### Aim of the exercise
Whenever a line below includes "Component", add it to the tally, then give the total and nothing more.
(Beginning of Exercise inputs)
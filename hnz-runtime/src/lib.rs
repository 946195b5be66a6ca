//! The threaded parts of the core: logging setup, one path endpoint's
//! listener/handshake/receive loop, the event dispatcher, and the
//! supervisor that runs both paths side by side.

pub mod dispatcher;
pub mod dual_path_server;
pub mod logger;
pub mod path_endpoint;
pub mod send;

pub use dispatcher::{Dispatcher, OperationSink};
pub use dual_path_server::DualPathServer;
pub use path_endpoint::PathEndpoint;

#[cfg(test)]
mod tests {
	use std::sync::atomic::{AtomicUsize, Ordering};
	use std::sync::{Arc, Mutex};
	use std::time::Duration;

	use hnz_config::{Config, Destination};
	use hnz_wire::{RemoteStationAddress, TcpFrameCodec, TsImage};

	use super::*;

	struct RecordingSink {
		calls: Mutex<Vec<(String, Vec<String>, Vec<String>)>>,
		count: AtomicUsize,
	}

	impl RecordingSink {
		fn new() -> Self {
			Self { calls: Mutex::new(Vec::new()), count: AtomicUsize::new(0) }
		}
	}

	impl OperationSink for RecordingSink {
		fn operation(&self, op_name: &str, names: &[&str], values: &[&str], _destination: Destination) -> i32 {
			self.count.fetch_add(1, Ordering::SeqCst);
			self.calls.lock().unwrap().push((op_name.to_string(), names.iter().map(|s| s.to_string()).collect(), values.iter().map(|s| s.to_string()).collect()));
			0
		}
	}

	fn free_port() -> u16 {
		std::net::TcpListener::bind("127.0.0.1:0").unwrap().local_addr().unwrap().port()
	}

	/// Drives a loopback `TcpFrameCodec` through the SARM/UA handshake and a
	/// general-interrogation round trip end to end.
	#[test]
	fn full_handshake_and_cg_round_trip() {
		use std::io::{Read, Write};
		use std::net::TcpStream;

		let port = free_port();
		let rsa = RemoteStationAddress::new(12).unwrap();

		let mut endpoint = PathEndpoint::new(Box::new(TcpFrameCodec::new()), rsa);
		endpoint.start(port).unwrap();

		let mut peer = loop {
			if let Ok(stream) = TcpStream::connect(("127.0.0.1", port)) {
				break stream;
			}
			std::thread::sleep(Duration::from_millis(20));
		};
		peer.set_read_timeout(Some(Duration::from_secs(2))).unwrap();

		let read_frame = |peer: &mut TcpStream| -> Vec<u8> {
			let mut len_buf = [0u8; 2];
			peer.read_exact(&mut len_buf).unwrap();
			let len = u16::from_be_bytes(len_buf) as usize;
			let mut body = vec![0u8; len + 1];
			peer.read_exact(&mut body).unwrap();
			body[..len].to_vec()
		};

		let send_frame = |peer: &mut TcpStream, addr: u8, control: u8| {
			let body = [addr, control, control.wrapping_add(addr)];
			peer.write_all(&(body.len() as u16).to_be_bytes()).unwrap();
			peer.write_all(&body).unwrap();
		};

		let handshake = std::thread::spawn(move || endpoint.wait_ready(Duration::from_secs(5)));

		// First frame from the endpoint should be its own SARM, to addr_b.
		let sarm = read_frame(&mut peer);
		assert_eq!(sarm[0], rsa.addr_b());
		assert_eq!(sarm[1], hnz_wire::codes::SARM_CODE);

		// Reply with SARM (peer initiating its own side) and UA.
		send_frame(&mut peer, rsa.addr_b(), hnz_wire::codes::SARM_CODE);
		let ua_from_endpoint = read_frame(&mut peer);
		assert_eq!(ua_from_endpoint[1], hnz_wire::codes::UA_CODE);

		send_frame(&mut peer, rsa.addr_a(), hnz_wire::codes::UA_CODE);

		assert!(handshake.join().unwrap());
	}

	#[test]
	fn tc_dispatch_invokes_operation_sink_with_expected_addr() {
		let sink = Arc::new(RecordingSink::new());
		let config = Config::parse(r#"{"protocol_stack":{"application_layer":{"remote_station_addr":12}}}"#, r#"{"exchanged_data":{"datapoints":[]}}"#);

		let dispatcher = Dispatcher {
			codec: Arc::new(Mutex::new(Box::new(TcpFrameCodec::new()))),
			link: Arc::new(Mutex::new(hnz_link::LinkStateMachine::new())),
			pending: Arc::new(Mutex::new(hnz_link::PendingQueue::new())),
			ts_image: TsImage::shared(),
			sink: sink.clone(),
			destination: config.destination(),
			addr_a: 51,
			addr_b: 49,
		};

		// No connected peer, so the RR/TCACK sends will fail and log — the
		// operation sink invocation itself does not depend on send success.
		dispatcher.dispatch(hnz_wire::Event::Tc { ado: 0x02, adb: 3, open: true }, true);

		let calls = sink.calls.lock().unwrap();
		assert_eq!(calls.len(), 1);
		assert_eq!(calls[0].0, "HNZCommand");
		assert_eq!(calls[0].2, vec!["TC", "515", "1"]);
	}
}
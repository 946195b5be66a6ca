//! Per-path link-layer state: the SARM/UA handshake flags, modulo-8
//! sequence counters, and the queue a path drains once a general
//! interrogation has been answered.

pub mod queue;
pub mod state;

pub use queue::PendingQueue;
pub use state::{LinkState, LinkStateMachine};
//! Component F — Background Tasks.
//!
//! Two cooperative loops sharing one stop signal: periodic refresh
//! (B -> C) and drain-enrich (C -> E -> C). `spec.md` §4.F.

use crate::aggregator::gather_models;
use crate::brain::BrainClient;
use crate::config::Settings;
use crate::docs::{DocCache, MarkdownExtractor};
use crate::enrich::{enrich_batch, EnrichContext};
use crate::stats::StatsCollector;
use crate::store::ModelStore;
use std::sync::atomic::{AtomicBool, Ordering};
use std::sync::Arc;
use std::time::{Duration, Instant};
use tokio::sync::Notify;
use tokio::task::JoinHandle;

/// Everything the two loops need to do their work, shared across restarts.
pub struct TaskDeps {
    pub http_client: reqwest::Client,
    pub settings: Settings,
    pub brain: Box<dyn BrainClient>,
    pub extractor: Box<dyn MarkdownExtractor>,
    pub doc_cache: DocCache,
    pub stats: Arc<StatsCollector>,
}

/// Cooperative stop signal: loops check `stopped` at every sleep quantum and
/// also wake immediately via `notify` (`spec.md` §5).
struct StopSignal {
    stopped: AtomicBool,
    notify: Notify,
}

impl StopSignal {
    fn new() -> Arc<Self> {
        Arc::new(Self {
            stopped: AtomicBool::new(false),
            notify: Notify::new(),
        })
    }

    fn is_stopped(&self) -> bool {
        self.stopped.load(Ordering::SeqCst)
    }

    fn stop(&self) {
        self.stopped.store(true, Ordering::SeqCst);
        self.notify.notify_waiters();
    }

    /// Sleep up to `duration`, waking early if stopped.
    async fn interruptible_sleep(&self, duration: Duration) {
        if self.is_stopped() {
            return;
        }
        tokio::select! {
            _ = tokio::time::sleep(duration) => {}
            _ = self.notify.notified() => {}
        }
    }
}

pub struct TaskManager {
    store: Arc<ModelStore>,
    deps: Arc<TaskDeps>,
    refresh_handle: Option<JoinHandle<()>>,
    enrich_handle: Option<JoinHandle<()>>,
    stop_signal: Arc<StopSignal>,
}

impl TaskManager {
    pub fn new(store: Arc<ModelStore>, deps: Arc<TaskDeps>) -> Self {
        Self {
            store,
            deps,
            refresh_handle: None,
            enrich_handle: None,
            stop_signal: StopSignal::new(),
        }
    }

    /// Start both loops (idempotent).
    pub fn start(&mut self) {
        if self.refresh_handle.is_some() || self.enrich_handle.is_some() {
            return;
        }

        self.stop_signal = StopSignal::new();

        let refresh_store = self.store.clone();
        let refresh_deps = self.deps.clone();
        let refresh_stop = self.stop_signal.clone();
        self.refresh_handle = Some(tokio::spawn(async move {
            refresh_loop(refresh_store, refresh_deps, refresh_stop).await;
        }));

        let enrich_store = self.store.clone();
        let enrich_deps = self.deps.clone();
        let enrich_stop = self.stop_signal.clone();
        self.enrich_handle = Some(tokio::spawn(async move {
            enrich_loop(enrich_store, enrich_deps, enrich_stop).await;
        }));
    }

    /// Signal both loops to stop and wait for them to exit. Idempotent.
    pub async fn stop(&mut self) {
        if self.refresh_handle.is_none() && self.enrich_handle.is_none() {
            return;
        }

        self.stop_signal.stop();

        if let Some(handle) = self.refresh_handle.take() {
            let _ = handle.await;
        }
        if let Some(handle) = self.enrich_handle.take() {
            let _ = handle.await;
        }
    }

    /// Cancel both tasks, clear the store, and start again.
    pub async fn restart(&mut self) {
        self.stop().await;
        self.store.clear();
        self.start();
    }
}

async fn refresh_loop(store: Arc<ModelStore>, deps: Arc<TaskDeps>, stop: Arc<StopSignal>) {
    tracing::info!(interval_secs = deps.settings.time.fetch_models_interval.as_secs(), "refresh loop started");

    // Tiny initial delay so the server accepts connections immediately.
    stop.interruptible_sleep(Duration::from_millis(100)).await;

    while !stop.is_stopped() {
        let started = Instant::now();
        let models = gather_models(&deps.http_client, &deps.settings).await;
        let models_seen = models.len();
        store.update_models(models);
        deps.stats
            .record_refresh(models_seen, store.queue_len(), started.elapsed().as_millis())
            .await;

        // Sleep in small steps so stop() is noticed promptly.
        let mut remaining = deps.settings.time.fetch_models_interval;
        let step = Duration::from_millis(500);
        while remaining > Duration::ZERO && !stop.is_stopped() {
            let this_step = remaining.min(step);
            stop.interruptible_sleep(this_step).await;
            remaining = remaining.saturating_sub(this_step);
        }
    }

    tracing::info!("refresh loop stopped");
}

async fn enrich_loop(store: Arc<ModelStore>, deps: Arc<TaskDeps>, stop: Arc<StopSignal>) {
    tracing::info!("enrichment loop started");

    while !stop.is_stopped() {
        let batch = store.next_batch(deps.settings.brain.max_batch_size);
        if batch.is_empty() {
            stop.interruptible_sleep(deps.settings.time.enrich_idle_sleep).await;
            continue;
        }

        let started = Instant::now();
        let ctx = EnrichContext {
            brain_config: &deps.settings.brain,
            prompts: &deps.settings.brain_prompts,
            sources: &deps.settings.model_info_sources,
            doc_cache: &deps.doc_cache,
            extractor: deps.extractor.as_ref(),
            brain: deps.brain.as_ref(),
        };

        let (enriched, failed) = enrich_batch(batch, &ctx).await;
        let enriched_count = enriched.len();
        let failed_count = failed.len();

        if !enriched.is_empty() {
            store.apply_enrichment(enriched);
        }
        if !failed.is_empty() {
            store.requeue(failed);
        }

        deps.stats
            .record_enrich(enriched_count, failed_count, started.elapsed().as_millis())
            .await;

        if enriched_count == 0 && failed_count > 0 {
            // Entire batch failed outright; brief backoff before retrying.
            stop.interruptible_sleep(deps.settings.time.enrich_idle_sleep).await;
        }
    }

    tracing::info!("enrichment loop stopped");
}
(End of Exercise inputs)
(Beginning of Exercise inputs)
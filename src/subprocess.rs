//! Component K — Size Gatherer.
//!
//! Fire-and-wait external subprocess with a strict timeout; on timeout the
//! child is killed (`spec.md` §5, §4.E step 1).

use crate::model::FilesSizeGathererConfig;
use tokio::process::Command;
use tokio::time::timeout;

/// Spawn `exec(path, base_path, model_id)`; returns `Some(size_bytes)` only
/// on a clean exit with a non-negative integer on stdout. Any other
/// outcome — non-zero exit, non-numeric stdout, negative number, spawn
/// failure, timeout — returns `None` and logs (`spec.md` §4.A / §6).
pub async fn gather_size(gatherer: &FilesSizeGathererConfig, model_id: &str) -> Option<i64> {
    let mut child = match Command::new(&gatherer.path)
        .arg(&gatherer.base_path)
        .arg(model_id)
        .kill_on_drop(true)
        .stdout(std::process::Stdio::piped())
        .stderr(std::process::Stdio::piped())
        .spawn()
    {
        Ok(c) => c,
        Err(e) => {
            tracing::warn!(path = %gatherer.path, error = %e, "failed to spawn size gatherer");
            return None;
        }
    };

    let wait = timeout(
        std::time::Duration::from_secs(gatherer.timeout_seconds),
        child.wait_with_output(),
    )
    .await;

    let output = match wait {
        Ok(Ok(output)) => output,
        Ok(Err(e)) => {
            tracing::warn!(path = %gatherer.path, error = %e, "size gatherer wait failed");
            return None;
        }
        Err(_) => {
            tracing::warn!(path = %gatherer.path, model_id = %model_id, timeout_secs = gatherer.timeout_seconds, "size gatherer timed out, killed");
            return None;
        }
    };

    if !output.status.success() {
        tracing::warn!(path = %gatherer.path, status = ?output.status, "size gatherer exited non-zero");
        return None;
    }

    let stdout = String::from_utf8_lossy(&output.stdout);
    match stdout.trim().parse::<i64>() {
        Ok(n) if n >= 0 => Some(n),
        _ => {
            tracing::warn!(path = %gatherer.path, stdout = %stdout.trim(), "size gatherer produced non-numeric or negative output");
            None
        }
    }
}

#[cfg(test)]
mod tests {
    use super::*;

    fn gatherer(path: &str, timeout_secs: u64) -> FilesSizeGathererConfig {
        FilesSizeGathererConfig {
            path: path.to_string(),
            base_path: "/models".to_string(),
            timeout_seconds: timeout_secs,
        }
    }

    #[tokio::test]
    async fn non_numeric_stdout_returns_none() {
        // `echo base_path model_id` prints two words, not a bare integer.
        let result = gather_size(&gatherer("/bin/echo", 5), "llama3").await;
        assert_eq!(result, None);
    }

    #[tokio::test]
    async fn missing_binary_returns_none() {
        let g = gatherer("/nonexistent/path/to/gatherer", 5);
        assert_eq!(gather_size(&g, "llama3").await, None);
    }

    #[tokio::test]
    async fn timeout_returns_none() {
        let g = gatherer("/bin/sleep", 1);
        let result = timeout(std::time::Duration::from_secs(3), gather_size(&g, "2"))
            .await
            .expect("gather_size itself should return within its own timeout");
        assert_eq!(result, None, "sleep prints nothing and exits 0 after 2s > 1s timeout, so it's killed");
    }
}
(End of Exercise inputs)
### Task result
2